A Speech on “Juvenile Offenders Should Not Go to Boot Camps”

Although there is no such rise in the juvenile crime, common people misinformed by the press as well as the politicians, insists on adapting cruel methods to punish young offenders. Younger teenagers have been treated as adult criminals for long.

In this dangerous trend boot camps are the latest addition and are going to be as ineffective as wholesale locking youth in adult facilities. The respected authorities are yet not very cautious about the fact that the juvenile boot camps are not very helpful in reducing the crime rate. They are also becoming a burden on prison costs.

 There are several voices against juvenile boot camps. One of the biggest problems is the deaths in boot camps, the use of military discipline to disguise staff mistreatment of minors, and the absence of follow-up when youth return to their communities. A sharp increase in adult court referral has also been noticed as youth who fail to complete boot camps are either re-arrested after their release are thus they are no longer eligible for juvenile boot camps. 

Boot camps could only reduce correctional costs if offenders are selected from the population already qualified for incarceration. Incarceration is only effective when we support youth to avoid their former criminal lifestyle when they return home. Juvenile boot camps are limited to “shock incarceration” and cuts down the cost by leaving aftercare to parole officers.

It’s high time that we should consider educating the public about the dangers of juvenile boot camps. Parents look for a balance of love and limits to meet their teenagers’ needs. The adult criminal system, and boot camps, fails the basic test of balancing nurturing and opportunities for independence. Every parent of a teenage offender considers that boot camps cannot be effective because they violate the basic principles of adolescent development.

Most adolescents are moralistic and intolerant of anything so it is quite difficult to manage and create a balance. They react to group punishment as unfair.

Many juvenile offenders who have been physically or sexually abused or exposed to substance abuse or domestic violence in their families react in a negative way to imposed outside controls.

There is nothing surprising about the fact that young people refuse to accept what is offered as assistance as they mistrust the adults in charge and consider everything as unfair, controlling and punitive. If this mistrust of unfair, controlling and punitive adults is subdued, it undermines the very survival technique that has allowed these youth to make it as far as they have.

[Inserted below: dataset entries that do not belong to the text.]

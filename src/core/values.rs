//! Caller-supplied parameter values and the lenient conversions applied to them.

use rust_decimal::Decimal;
use serde_json::Value;
use std::collections::BTreeMap;
use std::str::FromStr;

/// Parameter key to supplied value (string, number or boolean)
pub type ParameterValues = BTreeMap<String, Value>;

/// A value counts as supplied unless it is absent, null or the empty string.
pub fn is_supplied(value: Option<&Value>) -> bool {
    match value {
        None | Some(Value::Null) => false,
        Some(Value::String(s)) => !s.is_empty(),
        Some(_) => true,
    }
}

/// Parse a supplied value as a decimal. Booleans, arrays, objects and
/// non-numeric strings yield `None`.
pub fn parse_decimal(value: &Value) -> Option<Decimal> {
    match value {
        Value::Number(n) => parse_decimal_str(&n.to_string()),
        Value::String(s) => parse_decimal_str(s),
        _ => None,
    }
}

fn parse_decimal_str(s: &str) -> Option<Decimal> {
    let s = s.trim();
    if s.is_empty() {
        return None;
    }
    Decimal::from_str(s)
        .or_else(|_| Decimal::from_scientific(s))
        .ok()
}

/// String form of a value, as used for enum lookups and period labels.
pub fn display_value(value: &Value) -> String {
    match value {
        Value::String(s) => s.clone(),
        Value::Null => String::new(),
        other => other.to_string(),
    }
}

/// Parse a `key=value` command-line pair. The value is taken as a JSON
/// literal when it is one (`false`, `2`, `"2024"`), otherwise as a string.
pub fn parse_key_value(s: &str) -> Result<(String, Value), String> {
    let (key, raw) = s
        .split_once('=')
        .ok_or_else(|| format!("expected key=value, got '{s}'"))?;
    let key = key.trim();
    if key.is_empty() {
        return Err(format!("empty parameter key in '{s}'"));
    }
    let value = match serde_json::from_str::<Value>(raw) {
        Ok(v @ (Value::Bool(_) | Value::Number(_) | Value::String(_) | Value::Null)) => v,
        _ => Value::String(raw.to_string()),
    };
    Ok((key.to_string(), value))
}
#[cfg(test)]
mod tests {
    use super::*;
    use crate::core::records::{Entity, ParameterOptions};
    use crate::store::{MemoryStore, StoreData};
    use rust_decimal_macros::dec;
    use serde_json::json;

    const ENTITY: &str = "gss-otukpo";
    const SOURCE: &str = "school-levy";

    fn def(key: &str, data_type: DataType, role: CalculationRole) -> ParameterDefinition {
        ParameterDefinition {
            income_source_id: SOURCE.to_string(),
            key: key.to_string(),
            label: None,
            required: false,
            data_type,
            calculation_role: role,
            options: ParameterOptions::default(),
        }
    }

    fn required(mut d: ParameterDefinition) -> ParameterDefinition {
        d.required = true;
        d
    }

    fn school_type() -> ParameterDefinition {
        let mut d = def("school_type", DataType::Enum, CalculationRole::Multiplier);
        d.options.multipliers.extend([
            ("boarding".to_string(), dec!(1.5)),
            ("day".to_string(), dec!(1)),
        ]);
        d
    }

    fn store(default_amount: Option<Decimal>, definitions: Vec<ParameterDefinition>) -> MemoryStore {
        MemoryStore::new(StoreData {
            entities: vec![Entity {
                id: ENTITY.to_string(),
                name: "GSS Otukpo".to_string(),
                kind: None,
                lga: Some("Otukpo".to_string()),
            }],
            income_sources: vec![IncomeSource {
                id: SOURCE.to_string(),
                name: "School Levy".to_string(),
                code: None,
                default_amount,
                currency: None,
            }],
            parameter_definitions: definitions,
            assessments: vec![],
        })
        .unwrap()
    }

    fn values(pairs: &[(&str, Value)]) -> ParameterValues {
        pairs
            .iter()
            .map(|(k, v)| (k.to_string(), v.clone()))
            .collect()
    }

    fn calculate(store: &MemoryStore, pairs: &[(&str, Value)]) -> Calculation {
        calculate_assessment_amount(store, ENTITY, SOURCE, &values(pairs)).unwrap()
    }

    #[test]
    fn no_definitions_returns_default_amount() {
        let store = store(Some(dec!(1000)), vec![]);
        let calc = calculate(&store, &[]);
        assert_eq!(calc.amount, dec!(1000));
        assert_eq!(calc.breakdown.base_amount, dec!(1000));
        assert!(calc.breakdown.multipliers().is_empty());
        assert!(calc.breakdown.base_override.is_none());
        assert!(calc.meta.is_empty());
    }

    #[test]
    fn negative_values_are_applied_as_given() {
        let store = store(
            Some(dec!(1000)),
            vec![def("students", DataType::Number, CalculationRole::Multiplier)],
        );
        let calc = calculate(&store, &[("students", json!("-3"))]);
        assert_eq!(calc.amount, dec!(-3000));
        assert_eq!(calc.breakdown.multipliers()[0].multiplier, dec!(-3));
    }

    #[test]
    fn missing_default_amount_starts_at_zero() {
        let store = store(None, vec![]);
        assert_eq!(calculate(&store, &[]).amount, Decimal::ZERO);
    }

    #[test]
    fn base_amount_overrides_default() {
        let store = store(
            Some(dec!(1000)),
            vec![def("fee", DataType::Number, CalculationRole::BaseAmount)],
        );
        let calc = calculate(&store, &[("fee", json!("5000"))]);
        assert_eq!(calc.amount, dec!(5000));
        assert_eq!(
            calc.breakdown.base_override,
            Some(BaseOverride {
                key: "fee".to_string(),
                value: dec!(5000)
            })
        );
        assert_eq!(calc.breakdown.base_amount, dec!(1000));
    }

    #[test]
    fn non_numeric_base_amount_is_ignored() {
        let store = store(
            Some(dec!(1000)),
            vec![def("fee", DataType::Number, CalculationRole::BaseAmount)],
        );
        let calc = calculate(&store, &[("fee", json!("five thousand"))]);
        assert_eq!(calc.amount, dec!(1000));
        assert!(calc.breakdown.base_override.is_none());
        assert_eq!(calc.meta["fee"], json!("five thousand"));
    }

    #[test]
    fn numeric_multiplier() {
        let store = store(
            Some(dec!(1000)),
            vec![def("students", DataType::Number, CalculationRole::Multiplier)],
        );
        let calc = calculate(&store, &[("students", json!(2))]);
        assert_eq!(calc.amount, dec!(2000));
        assert_eq!(
            calc.breakdown.multipliers(),
            &[MultiplierApplied {
                key: "students".to_string(),
                value: json!(2),
                multiplier: dec!(2),
            }]
        );
    }

    #[test]
    fn unparseable_numeric_multiplier_defaults_to_one() {
        let store = store(
            Some(dec!(1000)),
            vec![def("students", DataType::Number, CalculationRole::Multiplier)],
        );
        let calc = calculate(&store, &[("students", json!("many"))]);
        assert_eq!(calc.amount, dec!(1000));
        assert_eq!(calc.breakdown.multipliers()[0].multiplier, Decimal::ONE);
    }

    #[test]
    fn enum_multiplier_uses_options() {
        let store = store(Some(dec!(1000)), vec![school_type()]);
        assert_eq!(
            calculate(&store, &[("school_type", json!("boarding"))]).amount,
            dec!(1500)
        );
        assert_eq!(
            calculate(&store, &[("school_type", json!("day"))]).amount,
            dec!(1000)
        );
        // Unknown enum value
        let calc = calculate(&store, &[("school_type", json!("mission"))]);
        assert_eq!(calc.amount, dec!(1000));
        assert_eq!(calc.breakdown.multipliers()[0].multiplier, Decimal::ONE);
    }

    #[test]
    fn multiplier_on_other_type_is_one() {
        let store = store(
            Some(dec!(1000)),
            vec![def("flag", DataType::Boolean, CalculationRole::Multiplier)],
        );
        let calc = calculate(&store, &[("flag", json!(true))]);
        assert_eq!(calc.amount, dec!(1000));
        assert_eq!(calc.breakdown.multipliers().len(), 1);
    }

    #[test]
    fn multipliers_compound_in_order() {
        let store = store(
            Some(dec!(100)),
            vec![
                def("students", DataType::Number, CalculationRole::Multiplier),
                school_type(),
            ],
        );
        let calc = calculate(
            &store,
            &[("students", json!(40)), ("school_type", json!("boarding"))],
        );
        assert_eq!(calc.amount, dec!(6000));
        let keys: Vec<_> = calc
            .breakdown
            .multipliers()
            .iter()
            .map(|m| m.key.as_str())
            .collect();
        assert_eq!(keys, vec!["students", "school_type"]);
    }

    #[test]
    fn boolean_false_filter_zeroes_amount() {
        let store = store(
            Some(dec!(1000)),
            vec![
                def("students", DataType::Number, CalculationRole::Multiplier),
                def("is_active", DataType::Boolean, CalculationRole::Filter),
            ],
        );
        let calc = calculate(
            &store,
            &[("students", json!(3)), ("is_active", json!(false))],
        );
        assert_eq!(calc.amount, Decimal::ZERO);
        assert_eq!(calc.breakdown.filtered_out_by.as_deref(), Some("is_active"));
    }

    #[test]
    fn filter_only_fires_on_boolean_false() {
        let boolean = store(
            Some(dec!(1000)),
            vec![def("is_active", DataType::Boolean, CalculationRole::Filter)],
        );
        for value in [json!(true), json!("false"), json!(0)] {
            let calc = calculate(&boolean, &[("is_active", value)]);
            assert_eq!(calc.amount, dec!(1000));
            assert!(calc.breakdown.filtered_out_by.is_none());
        }

        let text = store(
            Some(dec!(1000)),
            vec![def("is_active", DataType::Other, CalculationRole::Filter)],
        );
        let calc = calculate(&text, &[("is_active", json!(false))]);
        assert_eq!(calc.amount, dec!(1000));
    }

    #[test]
    fn multiplier_after_filter_stays_zero() {
        let store = store(
            Some(dec!(1000)),
            vec![
                def("is_active", DataType::Boolean, CalculationRole::Filter),
                def("students", DataType::Number, CalculationRole::Multiplier),
            ],
        );
        let calc = calculate(
            &store,
            &[("is_active", json!(false)), ("students", json!(5))],
        );
        assert_eq!(calc.amount, Decimal::ZERO);
        assert_eq!(calc.breakdown.multipliers().len(), 1);
    }

    #[test]
    fn missing_required_parameter_names_key() {
        let store = store(
            Some(dec!(1000)),
            vec![required(def(
                "students",
                DataType::Number,
                CalculationRole::Multiplier,
            ))],
        );
        let err = calculate_assessment_amount(&store, ENTITY, SOURCE, &ParameterValues::new())
            .unwrap_err();
        assert!(matches!(err, CalculationError::MissingRequiredParameter(ref k) if k == "students"));
        assert_eq!(err.status_code(), 400);

        let err = calculate_assessment_amount(
            &store,
            ENTITY,
            SOURCE,
            &values(&[("students", json!(""))]),
        )
        .unwrap_err();
        assert!(matches!(err, CalculationError::MissingRequiredParameter(ref k) if k == "students"));
    }

    #[test]
    fn first_missing_required_parameter_wins() {
        let store = store(
            Some(dec!(1000)),
            vec![
                def("notes", DataType::Other, CalculationRole::Info),
                required(def("year", DataType::Number, CalculationRole::PeriodYear)),
                required(def("students", DataType::Number, CalculationRole::Multiplier)),
            ],
        );
        let err = calculate_assessment_amount(&store, ENTITY, SOURCE, &ParameterValues::new())
            .unwrap_err();
        assert_eq!(err.to_string(), "missing required parameter: year");
    }

    #[test]
    fn unknown_entity_and_income_source() {
        let store = store(Some(dec!(1000)), vec![]);
        let err = calculate_assessment_amount(&store, "nope", SOURCE, &ParameterValues::new())
            .unwrap_err();
        assert!(matches!(err, CalculationError::EntityNotFound(ref id) if id == "nope"));
        assert_eq!(err.status_code(), 404);
        assert_eq!(
            ErrorBody::from(&err),
            ErrorBody {
                status: 404,
                message: "entity not found: nope".to_string()
            }
        );

        let err = calculate_assessment_amount(&store, ENTITY, "nope", &ParameterValues::new())
            .unwrap_err();
        assert!(matches!(err, CalculationError::IncomeSourceNotFound(ref id) if id == "nope"));
    }

    #[test]
    fn meta_records_every_definition() {
        let store = store(
            Some(dec!(1000)),
            vec![
                def("notes", DataType::Other, CalculationRole::Info),
                def("students", DataType::Number, CalculationRole::Multiplier),
                def("lga", DataType::Other, CalculationRole::Info),
            ],
        );
        let calc = calculate(&store, &[("notes", json!("first term")), ("extra", json!(1))]);
        assert_eq!(calc.meta.len(), 3);
        assert_eq!(calc.meta["notes"], json!("first term"));
        assert_eq!(calc.meta["students"], Value::Null);
        assert_eq!(calc.meta["lga"], Value::Null);
        assert!(!calc.meta.contains_key("extra"));
        // Absent optional multiplier contributes nothing
        assert!(calc.breakdown.multipliers.is_none());
        assert_eq!(calc.amount, dec!(1000));
    }

    #[test]
    fn period_values_are_captured() {
        let store = store(
            Some(dec!(1000)),
            vec![
                def("year", DataType::Number, CalculationRole::PeriodYear),
                def("term", DataType::Enum, CalculationRole::PeriodTerm),
            ],
        );
        let calc = calculate(&store, &[("year", json!(2024)), ("term", json!("2"))]);
        assert_eq!(calc.period_year, Some(json!(2024)));
        assert_eq!(calc.period_term, Some(json!("2")));
        assert_eq!(calc.amount, dec!(1000));

        let calc = calculate(&store, &[("year", json!(""))]);
        assert_eq!(calc.period_year, None);
        assert_eq!(calc.period_term, None);
    }

    #[test]
    fn base_override_then_multiplier_applies_to_override() {
        let store = store(
            Some(dec!(1000)),
            vec![
                def("fee", DataType::Number, CalculationRole::BaseAmount),
                def("students", DataType::Number, CalculationRole::Multiplier),
            ],
        );
        let calc = calculate(&store, &[("fee", json!("5000")), ("students", json!(2))]);
        assert_eq!(calc.amount, dec!(10000));
    }

    #[test]
    fn multiplier_then_base_override_discards_multiplier() {
        let store = store(
            Some(dec!(1000)),
            vec![
                def("students", DataType::Number, CalculationRole::Multiplier),
                def("fee", DataType::Number, CalculationRole::BaseAmount),
            ],
        );
        let calc = calculate(&store, &[("fee", json!("5000")), ("students", json!(2))]);
        assert_eq!(calc.amount, dec!(5000));
        // Applied to the default before the override replaced it
        assert_eq!(calc.breakdown.multipliers().len(), 1);
    }

    #[test]
    fn repeated_calculation_is_identical() {
        let store = store(
            Some(dec!(750.25)),
            vec![
                def("students", DataType::Number, CalculationRole::Multiplier),
                school_type(),
                def("year", DataType::Number, CalculationRole::PeriodYear),
            ],
        );
        let input = [
            ("students", json!("12.5")),
            ("school_type", json!("boarding")),
            ("year", json!(2024)),
        ];
        let first = calculate(&store, &input);
        let second = calculate(&store, &input);
        assert_eq!(first, second);
        assert_eq!(
            serde_json::to_string(&first).unwrap(),
            serde_json::to_string(&second).unwrap()
        );
    }

    #[test]
    fn overflow_is_an_error() {
        let store = store(
            Some(Decimal::MAX),
            vec![def("students", DataType::Number, CalculationRole::Multiplier)],
        );
        let err = calculate_assessment_amount(
            &store,
            ENTITY,
            SOURCE,
            &values(&[("students", json!(10))]),
        )
        .unwrap_err();
        assert!(matches!(err, CalculationError::AmountOverflow { ref key } if key == "students"));
    }

    #[test]
    fn breakdown_serializes_only_populated_fields() {
        let store = store(Some(dec!(1000)), vec![]);
        let calc = calculate(&store, &[]);
        let json = serde_json::to_value(&calc.breakdown).unwrap();
        assert_eq!(json, json!({"base_amount": "1000"}));
    }
}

Programs that are effective with serious juvenile offenders recognize that if the young offenders do not want what we think they might need, change in their lives will be negligible. No matter how well intentioned everything is, the young people will react against the structure that is imposed on them. They might have committed serious crimes, but their necessities are different from that of the adults. 

This is high time when legislatures and corrections departments should wake up and look into the matters seriously and from a different perspective. Juvenile boot camps will neither reduce crime nor save on prison costs. The more resources spent on boot camps which are unlikely to be effective, the less will be available for delinquency programs with proven success.